* _Exercise_
Line by line, the entries below are to be reproduced unaltered.
++++ Given records ++++
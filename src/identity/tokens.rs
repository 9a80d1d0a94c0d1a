use chrono::Duration;
use sqlx::SqliteConnection;
use uuid::Uuid;

use crate::errors::{AppError, AppResult};
use crate::utils::{generate_token, hash_token, utc_now};

#[derive(Debug, Clone, Copy, PartialEq, Eq)]
pub enum TokenPurpose {
    EmailVerification,
    PasswordReset,
}

impl TokenPurpose {
    pub fn as_str(&self) -> &'static str {
        match self {
            TokenPurpose::EmailVerification => "email_verification",
            TokenPurpose::PasswordReset => "password_reset",
        }
    }

    fn rejection(&self) -> &'static str {
        match self {
            TokenPurpose::EmailVerification => "Email verification failed. The link may be invalid or expired.",
            TokenPurpose::PasswordReset => "Invalid or expired reset token",
        }
    }
}

/// Stores the digest of a fresh single-use token and returns the raw value.
pub async fn issue(
    conn: &mut SqliteConnection,
    user_id: Uuid,
    purpose: TokenPurpose,
    lifetime_hours: i64,
) -> AppResult<String> {
    let token = generate_token();
    let now = utc_now();

    sqlx::query(
        "INSERT INTO auth_tokens (token_hash, user_id, purpose, expires_at, used_at, created_at) VALUES (?, ?, ?, ?, NULL, ?)",
    )
    .bind(hash_token(&token))
    .bind(user_id)
    .bind(purpose.as_str())
    .bind(now + Duration::hours(lifetime_hours))
    .bind(now)
    .execute(&mut *conn)
    .await?;

    Ok(token)
}

/// Marks a token used and yields its owner. Unknown, expired, reused or
/// wrong-purpose tokens are all the same validation error.
pub async fn consume(conn: &mut SqliteConnection, token: &str, purpose: TokenPurpose) -> AppResult<Uuid> {
    let now = utc_now();

    let user_id = sqlx::query_scalar::<_, Uuid>(
        "UPDATE auth_tokens SET used_at = ? WHERE token_hash = ? AND purpose = ? AND used_at IS NULL AND expires_at > ? RETURNING user_id",
    )
    .bind(now)
    .bind(hash_token(token.trim()))
    .bind(purpose.as_str())
    .bind(now)
    .fetch_optional(&mut *conn)
    .await?;

    user_id.ok_or_else(|| AppError::bad_request(purpose.rejection()))
}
++++
* _Expected output_
filename src/identity/tokens.rs
repository 9a80d1d0a94c0d1a
use chrono::Duration;
use sqlx::SqliteConnection;
use uuid::Uuid;

use crate::errors::{AppError, AppResult};
use crate::utils::{generate_token, hash_token, utc_now};

#[derive(Debug, Clone, Copy, PartialEq, Eq)]
pub enum TokenPurpose {
    EmailVerification,
    PasswordReset,
}

impl TokenPurpose {
    pub fn as_str(&self) -> &'static str {
        match self {
            TokenPurpose::EmailVerification => "email_verification",
            TokenPurpose::PasswordReset => "password_reset",
        }
    }

    fn rejection(&self) -> &'static str {
        match self {
            TokenPurpose::EmailVerification => "Email verification failed. The link may be invalid or expired.",
            TokenPurpose::PasswordReset => "Invalid or expired reset token",
        }
    }
}

/// Stores the digest of a fresh single-use token and returns the raw value.
pub async fn issue(
    conn: &mut SqliteConnection,
    user_id: Uuid,
    purpose: TokenPurpose,
    lifetime_hours: i64,
) -> AppResult<String> {
    let token = generate_token();
    let now = utc_now();

    sqlx::query(
        "INSERT INTO auth_tokens (token_hash, user_id, purpose, expires_at, used_at, created_at) VALUES (?, ?, ?, ?, NULL, ?)",
    )
    .bind(hash_token(&token))
    .bind(user_id)
    .bind(purpose.as_str())
    .bind(now + Duration::hours(lifetime_hours))
    .bind(now)
    .execute(&mut *conn)
    .await?;

    Ok(token)
}

/// Marks a token used and yields its owner. Unknown, expired, reused or
/// wrong-purpose tokens are all the same validation error.
pub async fn consume(conn: &mut SqliteConnection, token: &str, purpose: TokenPurpose) -> AppResult<Uuid> {
    let now = utc_now();

    let user_id = sqlx::query_scalar::<_, Uuid>(
        "UPDATE auth_tokens SET used_at = ? WHERE token_hash = ? AND purpose = ? AND used_at IS NULL AND expires_at > ? RETURNING user_id",
    )
    .bind(now)
    .bind(hash_token(token.trim()))
    .bind(purpose.as_str())
    .bind(now)
    .fetch_optional(&mut *conn)
    .await?;

    user_id.ok_or_else(|| AppError::bad_request(purpose.rejection()))
}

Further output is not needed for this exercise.